Amir (Ishaan Khattar) is a boy working for a sex-trafficker gang, couriering drugs around town on his motorbike in disguise of making fast-food deliveries. One day he is chased by cops and reaches to his sister Tara (Malavika Mohanan) to hide him. Akshi (Goutam Ghose), a known of Tara, saves Amir into a pile of his clothes. Later, Akshi makes sexual demands on Tara in favour of helping Amir, and she hits out at him. That leads Akshi to hospital and Tara to prison, awaiting trial for attempted murder. She’s carted off to jail, where she’ll remain for life if Akshi dies. Amir—whose parents are dead and whose relationship with his sister is complicated—resolves to find a way to get her out of jail, but worse is to come for both.
Facing the heights of misery in their life, the two kids are still filled with emotions & innocence. As Tara takes over the care of her sickly cellmate’s young boy, while Amir, in a strange narrative twist, finds himself looking after the bedridden Akshi’s aged mother (G.V. Sharada) and two daughters.
The film is a Hindi debut of great Iranian Film maker Majid Majidi, who has been nominated in Oscars for his movie ‘Children of Heaven’, and known for his other movies like ‘Colour of Paradise’. The film is filled with thrilling energy in many scenes. Known for his realistic & humanistic cinema, Majidi perhaps was forced to alter his senses with Bollywood melodrama because he wanted his venture to be a mainstream entertainment suitable for the larger Indian market — primarily making it a box-office material.

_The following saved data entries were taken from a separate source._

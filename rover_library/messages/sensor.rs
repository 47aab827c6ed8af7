//! Sensor readings consumed by the estimator
//!
//! These are plain values handed over by the device drivers; the estimator
//! never talks to hardware itself.

use rover_core::params::DEFAULT_GPS_UNITS_PER_DEG;
use rover_core::LogSummary;
use serde::{Deserialize, Serialize};

/// Integer GPS units per degree of latitude/longitude
pub const GPS_UNITS_PER_DEG: f64 = DEFAULT_GPS_UNITS_PER_DEG;

/// Compass heading from the inertial sensor
///
/// Degrees, 0 = north, clockwise positive. Values outside [0, 360) are
/// accepted and wrap.
#[derive(Debug, Clone, Copy, PartialEq, Serialize, Deserialize, Default)]
pub struct HeadingSample {
    pub heading_deg: f64,
}

impl HeadingSample {
    pub fn new(heading_deg: f64) -> Self {
        Self { heading_deg }
    }
}

impl LogSummary for HeadingSample {
    fn log_summary(&self) -> String {
        format!("heading={:.1}deg", self.heading_deg)
    }
}

/// GPS position fix in the receiver's fixed-point encoding
///
/// Latitude and longitude are integers scaled by [`GPS_UNITS_PER_DEG`].
#[derive(Debug, Clone, Copy, PartialEq, Eq, Serialize, Deserialize, Default)]
pub struct GpsFix {
    pub lat: i32,
    pub lon: i32,
}

impl GpsFix {
    pub fn new(lat: i32, lon: i32) -> Self {
        Self { lat, lon }
    }

    /// Encode decimal degrees, rounding to the nearest unit
    pub fn from_degrees(lat_deg: f64, lon_deg: f64) -> Self {
        Self::from_degrees_scaled(lat_deg, lon_deg, GPS_UNITS_PER_DEG)
    }

    /// Encode decimal degrees for a receiver with a different scale
    pub fn from_degrees_scaled(lat_deg: f64, lon_deg: f64, units_per_deg: f64) -> Self {
        Self {
            lat: (lat_deg * units_per_deg).round() as i32,
            lon: (lon_deg * units_per_deg).round() as i32,
        }
    }

    /// Latitude in decimal degrees
    pub fn latitude_deg(&self) -> f64 {
        self.latitude_deg_scaled(GPS_UNITS_PER_DEG)
    }

    /// Longitude in decimal degrees
    pub fn longitude_deg(&self) -> f64 {
        self.longitude_deg_scaled(GPS_UNITS_PER_DEG)
    }

    /// Latitude in decimal degrees for a receiver with a different scale
    pub fn latitude_deg_scaled(&self, units_per_deg: f64) -> f64 {
        self.lat as f64 / units_per_deg
    }

    /// Longitude in decimal degrees for a receiver with a different scale
    pub fn longitude_deg_scaled(&self, units_per_deg: f64) -> f64 {
        self.lon as f64 / units_per_deg
    }
}

impl LogSummary for GpsFix {
    fn log_summary(&self) -> String {
        format!(
            "lat={:.6} lon={:.6}",
            self.latitude_deg(),
            self.longitude_deg()
        )
    }
}
//! Pose-and-velocity estimate

use rover_core::LogSummary;
use serde::{Deserialize, Serialize};
use std::fmt;

/// Planar pose and velocity of the vehicle
///
/// Position is in meters in the local tangent plane centered on the origin
/// fixed at `init`. Heading is in radians within (-π, π], 0 = east,
/// counter-clockwise positive.
#[derive(Debug, Clone, Copy, PartialEq, Serialize, Deserialize, Default)]
pub struct PoseState {
    /// East offset from origin (m)
    pub x: f64,
    /// North offset from origin (m)
    pub y: f64,
    /// Heading (rad)
    pub heading: f64,
    /// Linear velocity, forward positive (m/s)
    pub v: f64,
    /// Angular velocity, counter-clockwise positive (rad/s)
    pub w: f64,
}

impl PoseState {
    /// All-zero state at the origin, facing east
    pub fn zero() -> Self {
        Self::default()
    }

    /// Fixed-layout record used by the binary encoding
    pub fn to_record(&self) -> StateRecord {
        StateRecord {
            x: self.x as f32,
            y: self.y as f32,
            heading: self.heading as f32,
            v: self.v as f32,
            w: self.w as f32,
        }
    }
}

impl fmt::Display for PoseState {
    fn fmt(&self, f: &mut fmt::Formatter<'_>) -> fmt::Result {
        write!(
            f,
            "x:{:.2} y:{:.2} h:{:.2} v:{:.2} w:{:.2}",
            self.x, self.y, self.heading, self.v, self.w
        )
    }
}

impl LogSummary for PoseState {
    fn log_summary(&self) -> String {
        format!(
            "pose=({:.3}, {:.3}, {:.3}) vel=({:.3}, {:.3})",
            self.x, self.y, self.heading, self.v, self.w
        )
    }
}

/// Binary layout of one state record: five `f32` in field order
/// `x, y, heading, v, w`, 20 bytes, no padding
#[derive(Debug, Clone, Copy, PartialEq, Default, bytemuck::Pod, bytemuck::Zeroable)]
#[repr(C)]
pub struct StateRecord {
    pub x: f32,
    pub y: f32,
    pub heading: f32,
    pub v: f32,
    pub w: f32,
}

impl StateRecord {
    /// Encoded size in bytes
    pub const SIZE: usize = std::mem::size_of::<StateRecord>();
}
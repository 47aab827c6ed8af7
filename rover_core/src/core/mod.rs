//! # Core traits shared across rover crates
//!
//! - **LogSummary**: compact, allocation-light string form of a value for log lines

pub mod log_summary;

pub use log_summary::LogSummary;
//! Message types exchanged with the state estimator
//!
//! - Sensor: already-parsed readings pushed by the IMU and GPS drivers
//! - Control: the drive levels decided by the motor controller for this tick
//! - Pose state: the estimate itself and its fixed-layout binary record
//!
//! All message types are re-exported at the crate root for convenience.

pub mod control;
pub mod pose_state;
pub mod sensor;

pub use control::MotorCommand;
pub use pose_state::{PoseState, StateRecord};
pub use sensor::{GpsFix, HeadingSample, GPS_UNITS_PER_DEG};
//! Pure computational algorithms for the rover
//!
//! No I/O and no allocation on the per-tick path; every algorithm can be
//! exercised without hardware.
//!
//! # Available Algorithms
//!
//! ## Geometry
//! - **angles**: heading wrapping and compass-to-local conversion
//! - **geodetic**: latitude/longitude to local tangent-plane meters
//!
//! ## Motion
//! - **kinematic_model**: calibrated drive levels ↔ body velocity map
//!
//! ## State Estimation
//! - **state_estimator**: heading/GPS/command fusion with forward-Euler integration

pub mod angles;
pub mod geodetic;
pub mod kinematic_model;
pub mod state_estimator;
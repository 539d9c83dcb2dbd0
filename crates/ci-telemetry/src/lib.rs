//! Logging setup shared by the report binary and its tests.
//!
//! Everything goes through the `tracing` ecosystem: call sites use the
//! `tracing` macros, and one of the `logging::init_*` functions installs a
//! `tracing-subscriber` formatter filtered by `RUST_LOG` or a configured
//! default level.

pub mod logging;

The film showcases the landmarks of Mumbai, such as Marine Drive, Chhatrapati Shivaji Terminus and the Gateway of India, that represents the bright & metro version of Mumbai city. While showcasing of Brothel, Dhobhi Ghat (the place of washer men), Local Train, Underworld and Slums represents the dark & underprivileged version of the city. This can be taken as the director’s vision of showing ray of silver lining, even in extreme darkness, which actually gives a reason to survive.
The film is already an internationally acclaimed project, as it had been the curtain raiser at the 48th International Film Festival of India 2017, in Goa, and was also nominated for the Best Film Award at the London Film Festival 2017. The debutant Ishan Khatter, marks his impressive presence with his expressions and energy, but there is a lot more to go. The effort, however, seems a bit confined on the part of Malavika Mohanan, still she manages to showcase her acting skills. Vishal Bharadwaj handled the scripting and dialogues well.